ALEXANDRIA, Va. —Whether at home or abroad, the main goal of any commander is to keep Soldiers safe. With that in mind, researchers at the U.S. Army Engineer Research and Development Center (ERDC) have been using large amounts of historical data, social media activity and news articles to identify the best indicators of when and where a terrorist attack may take place.
This “Big Data” approach uses massive amounts of available information, along with high-end parallel computing, to find important clues that aid in the fight against rogue activities.
“The threats analyzed can often come in the form of terrorist attacks or insider shootings and can take place both domestically and overseas,” said Ray Dos Santos, a mathematician and computer scientist with the ERDC’s Geospatial Research Laboratory. “You have to crunch millions of pieces of information trying to find a few interesting patterns. The idea is to calculate the probability of an attack in a certain area.”
The mostly automated system evaluates conditions that best indicate when and where such attacks may take place. One program attempts to identify rogue networks of terrorist activities eliciting malicious developments. Another line of research combines demographic data, geospatial events and street imagery to measure the likelihood of attacks in specific urban areas.
“We could be looking at a very busy street or a remote location,” said Dos Santos. “It could be an empty warehouse, a small desert area or something the size of a large army base.”
“Behind the scenes, the system looks not only into the landscape — the building layouts and population density — but also into the data,” he said. “For example, historical events that may have happened in that area, the area’s demographics, the population’s educational levels, income levels and housing. We make use of a lot of different information to calculate the score.”
This information is then computed and complied into a bigger picture. “It’s based on what we call graph neural networks,” said Dos Santos. “It creates little graphs of connections — it could be a place connected to a piece of data, connected to a piece of demographics in the area — and then it creates models of things that could happen.”
Getting an accurate picture depends on the amount of data on hand, and the biggest limitation of these algorithms lies in the lack of information or data.
“Depending on the location, if there is a lot of data and good pictures, the system works a little bit better than if it is a very remote area with a small amount of information,” he said.

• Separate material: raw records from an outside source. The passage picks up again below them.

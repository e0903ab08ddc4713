use chrono::Utc;
use std::collections::{BinaryHeap, HashMap, HashSet, VecDeque};
use std::sync::atomic::{AtomicBool, AtomicU64, Ordering};
use std::sync::{Arc, Mutex};
use std::time::Duration;
use tokio::sync::{broadcast, Notify};
use tokio::time::{sleep, sleep_until, timeout, Instant};
use tracing::{debug, error, info, warn};
use uuid::Uuid;

use crate::checkpoint::CheckpointStore;
use crate::config::RunConfig;
use crate::credentials::CredentialPool;
use crate::pipeline::{BlobFetcher, CallLogSource, ReportSink, TranscriptionBackend};
use crate::protocol::{
    CheckpointRecord, ErrorKind, Job, JobState, ReportMetadata, RunSummary,
};
use crate::Result;

pub mod backoff;

/// What `submit` did with the descriptors it drained
#[derive(Debug, Clone, Default)]
pub struct SubmitStats {
    /// Jobs placed on the pending queue
    pub queued: u64,
    /// Descriptors below the minimum duration, checkpointed Skipped
    pub skipped_short: u64,
    /// Descriptors already terminal in the checkpoint store
    pub already_terminal: u64,
    /// Descriptors whose id was already submitted this run
    pub duplicate: u64,
}

/// Schedules a batch of fetch-then-transcribe jobs across the credential
/// pool, checkpointing every terminal outcome
///
/// Collaborators are supplied as trait objects; the scheduler owns the
/// credential pool, the job queue and the run counters. `submit` drains
/// one or more sources, `run` drives everything to a terminal state.
pub struct Scheduler {
    shared: Arc<Shared>,
    shutdown_tx: broadcast::Sender<()>,
    seen: Mutex<HashSet<String>>,
    run_id: Uuid,
}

Dos Santos says the team is running experiments with a prototype to increase accuracy.
“We want to make an impact at the lowest level possible,” he said. “We’re building these algorithms so that they can be implemented into existing systems — for example, mission planning. It would be nice if — before the Soldiers go out into the field ― we can help them better understand the area and know the full risks.”
“Threats can sneak up on you without any warning or without any suspicion whatsoever,” he said. “Our ultimate goal for this system is for our troops to be able to deploy into an area that they know to be safe.”